Yesterday I promised to show you some elephant.
The Chobe river valley is swarming with them. Most of the
day they are scattered around the hillsides surrounding the valley, and
as the sun begins to sink towards the horizon, they descend to the valley
in their hundreds to swim, roll in the mud, eat and socialise. This
young lad was with his natal herd when we saw him, about a mile from our
campsite.
The rest of the herd had settled into a glutinous mud puddle and were making
the most of it.
This baby in particular was slinging mud with the best of them, totally
in her element.
Further on, the rest of the herd were bathing in dust after their mud rolling.
The adult on the left is showing the natural pacer balancing act
that is innate to elephants. They are the only quadrupeds that move
both legs on the same side at once, rather than opposite 'arm' and 'leg'
as do antelope, horses, lions, baboons and just about everything else.
In the distance in the photo above you can see many more elephant heading
this way.
We relaxed in our camp for the rest of the afternoon, until things cooled
down a bit, watching the river below for the elephant to arrive for their
evening soiree
...... and we didn't have too long to wait. Soon they were crossing
the river in both directions in their droves.
This carried on for an hour or two, until both banks were liberally covered
in elephants of all sizes, from this year's calves through to a few who
must have been upwards of 50 years of age.
This remarkable sight was happening right in front of our campsite. It
was like sitting on a set of Jurassic Park, only this was real (and of
course, elephant like these weren't around yet in the Jurassic period,
but poetic licence and all that!).
We moved our camp chairs to within 50 yards of the river (the vehicles
and tents were 50 yards behind us) and proceeded to enjoy the most sublime
sundowner ever. While the weakening glow of the setting sun gently
warmed us, the elephant herds promenaded between us and the river in front.

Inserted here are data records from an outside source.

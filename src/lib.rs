//! # paramgate
//!
//! **paramgate** is a request-parameter extraction and validation layer for
//! JSON-oriented HTTP APIs. Given an inbound request and a declarative
//! per-endpoint contract, it extracts four independently configured
//! parameter groups (sparse fieldsets, request body, filter parameters and
//! query parameters), validates each against the contract, and hands the
//! handler a normalized, typed mapping. Disallowed or malformed input is
//! rejected with a precisely classified error: client faults map to 400,
//! server misconfiguration to 500.
//!
//! ## Architecture
//!
//! - **[`spec`]** - immutable per-endpoint contracts (`ParamsSpec`), built
//!   with a fluent builder or from a loose JSON document
//! - **[`parser`]** - the four group parsers (fieldsets, body, filter, query)
//! - **[`params`]** - the per-request facade with lazy, memoized accessors
//! - **[`schema`]** - the `SchemaValidator` capability trait, the bundled
//!   `jsonschema`-backed engine, and the compiled-validator cache
//! - **[`request`]** - the `RawRequest` view trait and a bundled
//!   `ParsedRequest` implementation
//! - **[`error`]** - the closed `ParamError` taxonomy
//! - **[`runtime_config`]** - `PARAMGATE_*` environment switches
//!
//! ## Example
//!
//! ```rust
//! use http::Method;
//! use paramgate::{
//!     BodySpec, FieldSpec, ParamsSpec, ParsedRequest, RequestParams, SchemaSpec,
//! };
//! use serde_json::json;
//! use std::sync::Arc;
//!
//! // Declared once, when the endpoint is defined
//! let spec = Arc::new(
//!     ParamsSpec::builder()
//!         .required_fieldset("posts", FieldSpec::enumerated(["title", "body"]))
//!         .body(BodySpec::new(SchemaSpec::inline(json!({
//!             "type": "object",
//!             "properties": { "title": { "type": "string" } },
//!             "required": ["title"]
//!         }))))
//!         .build(),
//! );
//!
//! // Per request
//! let request = ParsedRequest::new(
//!     Method::POST,
//!     "/posts?fields[posts]=title,body",
//!     vec![("Content-Type", "application/json")],
//!     Some(r#"{"data": {"attributes": {"title": "hello"}}}"#.to_string()),
//! );
//! let params = RequestParams::new(request, spec);
//!
//! let fieldsets = params.fieldsets_params().unwrap();
//! assert_eq!(
//!     fieldsets["posts"].as_slice(),
//!     ["title".to_string(), "body".to_string()].as_slice(),
//! );
//!
//! let body = params.body_params().unwrap();
//! assert_eq!(body["title"], json!("hello"));
//! ```

pub mod error;
pub mod params;
pub mod parser;
pub mod request;
pub mod runtime_config;
pub mod schema;
pub mod spec;

pub use error::ParamError;
pub use params::RequestParams;
pub use parser::FieldVec;
pub use request::{ParsedRequest, RawRequest};
pub use schema::{JsonSchemaEngine, SchemaValidator, ValidationOutcome, ValidatorCache};
pub use spec::{
    BodyConvention, BodySpec, FieldSpec, FieldsetsSpec, FilterSpec, ParamsSpec, ParamsSpecBuilder,
    QuerySpec, SchemaSpec,
};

This is what dreams are made of.
We did keep a wary eye on the distance, and when this young bull decided
to walk rapidly towards us flapping his ears, we cautiously retreated up
the bank by another 20 yards or so ...... just in case. He didn't
quite do a mock charge, but one is so much less brave when on foot than
when one is inside a vehicle.
This remarkable day had to be rounded off by something special, and it
was. The youngsters treated us to campfire made pancakes .... and
they were fantastic. What an ending to the best day of the safari!
Ihaha had become my favourite spot of the whole trip so far. We
only had 3 days left and wondered if it could possible live up to today.
Tomorrow we would drive along the Chobe river for a very short distance
(about an hour or two) to the Chobe Safari Lodge and hot showers, clean
linen and a restaurant. Sheer luxury.